Input data: Begin

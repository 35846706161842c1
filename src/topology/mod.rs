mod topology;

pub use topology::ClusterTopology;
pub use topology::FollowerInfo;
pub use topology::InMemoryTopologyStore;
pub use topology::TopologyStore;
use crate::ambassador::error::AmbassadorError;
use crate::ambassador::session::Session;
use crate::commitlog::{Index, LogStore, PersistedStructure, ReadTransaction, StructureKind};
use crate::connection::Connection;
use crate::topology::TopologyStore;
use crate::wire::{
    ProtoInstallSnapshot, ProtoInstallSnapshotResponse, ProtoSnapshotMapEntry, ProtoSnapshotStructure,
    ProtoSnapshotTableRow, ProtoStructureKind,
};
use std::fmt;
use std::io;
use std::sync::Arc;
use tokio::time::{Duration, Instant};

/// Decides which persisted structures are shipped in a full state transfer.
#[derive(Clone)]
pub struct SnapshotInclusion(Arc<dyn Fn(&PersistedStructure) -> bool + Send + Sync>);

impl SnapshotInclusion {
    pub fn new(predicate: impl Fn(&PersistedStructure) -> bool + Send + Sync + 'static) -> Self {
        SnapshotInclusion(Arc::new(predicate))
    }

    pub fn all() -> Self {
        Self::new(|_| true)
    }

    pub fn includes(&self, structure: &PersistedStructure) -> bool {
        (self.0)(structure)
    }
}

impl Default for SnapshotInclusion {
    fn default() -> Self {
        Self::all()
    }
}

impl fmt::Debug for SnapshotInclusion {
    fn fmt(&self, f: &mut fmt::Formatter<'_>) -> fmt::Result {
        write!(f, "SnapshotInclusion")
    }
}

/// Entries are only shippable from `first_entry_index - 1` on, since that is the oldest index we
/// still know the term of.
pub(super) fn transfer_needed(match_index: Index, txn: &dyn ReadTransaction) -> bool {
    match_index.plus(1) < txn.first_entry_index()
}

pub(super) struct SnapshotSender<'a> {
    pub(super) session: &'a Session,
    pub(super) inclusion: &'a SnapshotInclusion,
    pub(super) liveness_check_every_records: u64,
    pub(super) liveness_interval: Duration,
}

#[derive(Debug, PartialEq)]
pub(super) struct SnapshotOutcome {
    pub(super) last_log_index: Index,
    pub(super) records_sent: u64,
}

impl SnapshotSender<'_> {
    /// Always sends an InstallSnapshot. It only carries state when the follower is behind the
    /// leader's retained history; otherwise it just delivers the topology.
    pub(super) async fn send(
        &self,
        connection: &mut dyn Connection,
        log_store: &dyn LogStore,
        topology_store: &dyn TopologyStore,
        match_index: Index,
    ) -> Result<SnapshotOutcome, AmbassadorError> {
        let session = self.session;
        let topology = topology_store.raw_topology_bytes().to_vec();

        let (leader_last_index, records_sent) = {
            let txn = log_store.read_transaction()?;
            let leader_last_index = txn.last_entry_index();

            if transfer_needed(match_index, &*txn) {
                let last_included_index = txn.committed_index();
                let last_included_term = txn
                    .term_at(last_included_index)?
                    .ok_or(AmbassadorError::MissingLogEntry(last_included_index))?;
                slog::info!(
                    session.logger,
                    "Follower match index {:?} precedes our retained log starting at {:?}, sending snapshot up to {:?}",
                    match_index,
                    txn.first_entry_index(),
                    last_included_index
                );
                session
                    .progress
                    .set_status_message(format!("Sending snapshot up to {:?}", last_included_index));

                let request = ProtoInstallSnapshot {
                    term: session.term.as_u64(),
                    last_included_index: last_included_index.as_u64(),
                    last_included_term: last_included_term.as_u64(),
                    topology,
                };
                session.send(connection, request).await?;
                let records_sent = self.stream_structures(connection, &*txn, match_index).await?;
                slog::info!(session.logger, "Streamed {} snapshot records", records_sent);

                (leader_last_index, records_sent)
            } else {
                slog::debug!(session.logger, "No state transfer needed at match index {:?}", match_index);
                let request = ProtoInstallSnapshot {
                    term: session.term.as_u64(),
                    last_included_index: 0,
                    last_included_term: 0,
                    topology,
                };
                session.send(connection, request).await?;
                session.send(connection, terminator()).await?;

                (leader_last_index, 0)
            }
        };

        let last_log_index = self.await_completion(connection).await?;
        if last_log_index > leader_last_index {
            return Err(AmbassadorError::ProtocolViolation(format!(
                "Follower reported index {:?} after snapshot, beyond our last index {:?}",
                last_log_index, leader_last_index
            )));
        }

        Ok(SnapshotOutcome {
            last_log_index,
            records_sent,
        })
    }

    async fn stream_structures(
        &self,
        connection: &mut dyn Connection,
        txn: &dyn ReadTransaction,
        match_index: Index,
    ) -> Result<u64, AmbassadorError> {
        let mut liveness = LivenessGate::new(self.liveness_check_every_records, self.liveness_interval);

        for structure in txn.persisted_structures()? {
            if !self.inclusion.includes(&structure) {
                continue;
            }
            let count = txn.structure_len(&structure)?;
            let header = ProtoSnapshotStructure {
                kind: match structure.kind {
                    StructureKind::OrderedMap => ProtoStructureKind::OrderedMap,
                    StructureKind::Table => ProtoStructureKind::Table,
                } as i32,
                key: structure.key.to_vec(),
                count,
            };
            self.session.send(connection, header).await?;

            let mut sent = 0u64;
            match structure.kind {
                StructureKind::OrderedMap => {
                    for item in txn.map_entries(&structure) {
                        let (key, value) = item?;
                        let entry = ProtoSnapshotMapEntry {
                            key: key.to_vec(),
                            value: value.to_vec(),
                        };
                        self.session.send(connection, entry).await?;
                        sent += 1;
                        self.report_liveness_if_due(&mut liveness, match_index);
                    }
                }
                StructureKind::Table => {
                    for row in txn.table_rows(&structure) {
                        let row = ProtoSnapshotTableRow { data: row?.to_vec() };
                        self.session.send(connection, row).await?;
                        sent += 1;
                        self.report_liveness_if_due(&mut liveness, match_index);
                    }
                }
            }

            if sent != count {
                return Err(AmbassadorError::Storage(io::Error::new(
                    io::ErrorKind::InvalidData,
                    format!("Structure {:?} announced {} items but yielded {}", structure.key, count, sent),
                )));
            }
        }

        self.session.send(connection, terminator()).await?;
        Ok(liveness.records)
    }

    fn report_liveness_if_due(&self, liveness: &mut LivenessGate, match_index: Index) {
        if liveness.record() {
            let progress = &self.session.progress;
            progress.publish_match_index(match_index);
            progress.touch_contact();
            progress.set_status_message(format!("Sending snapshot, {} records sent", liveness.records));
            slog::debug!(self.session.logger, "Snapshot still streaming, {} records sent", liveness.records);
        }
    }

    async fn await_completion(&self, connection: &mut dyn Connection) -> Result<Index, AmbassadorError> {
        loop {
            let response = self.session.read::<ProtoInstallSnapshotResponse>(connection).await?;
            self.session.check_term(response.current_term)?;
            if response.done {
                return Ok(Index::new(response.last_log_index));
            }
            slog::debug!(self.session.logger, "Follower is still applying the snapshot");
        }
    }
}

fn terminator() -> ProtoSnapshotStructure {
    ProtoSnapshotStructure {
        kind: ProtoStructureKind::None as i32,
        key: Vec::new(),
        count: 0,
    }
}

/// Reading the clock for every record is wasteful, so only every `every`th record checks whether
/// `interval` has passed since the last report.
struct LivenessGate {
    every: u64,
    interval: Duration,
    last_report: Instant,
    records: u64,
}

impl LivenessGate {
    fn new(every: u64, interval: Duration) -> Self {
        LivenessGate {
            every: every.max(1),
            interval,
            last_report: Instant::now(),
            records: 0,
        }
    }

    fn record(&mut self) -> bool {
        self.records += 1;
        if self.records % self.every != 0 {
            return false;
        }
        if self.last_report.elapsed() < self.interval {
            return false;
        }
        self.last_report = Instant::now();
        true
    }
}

Input data: End

* Work to be completed *
Go through the data and return each line where the word "ReadTransaction" appears.

* Answer below *
use crate::commitlog::{Index, LogStore, PersistedStructure, ReadTransaction, StructureKind};
pub(super) fn transfer_needed(match_index: Index, txn: &dyn ReadTransaction) -> bool {
        txn: &dyn ReadTransaction,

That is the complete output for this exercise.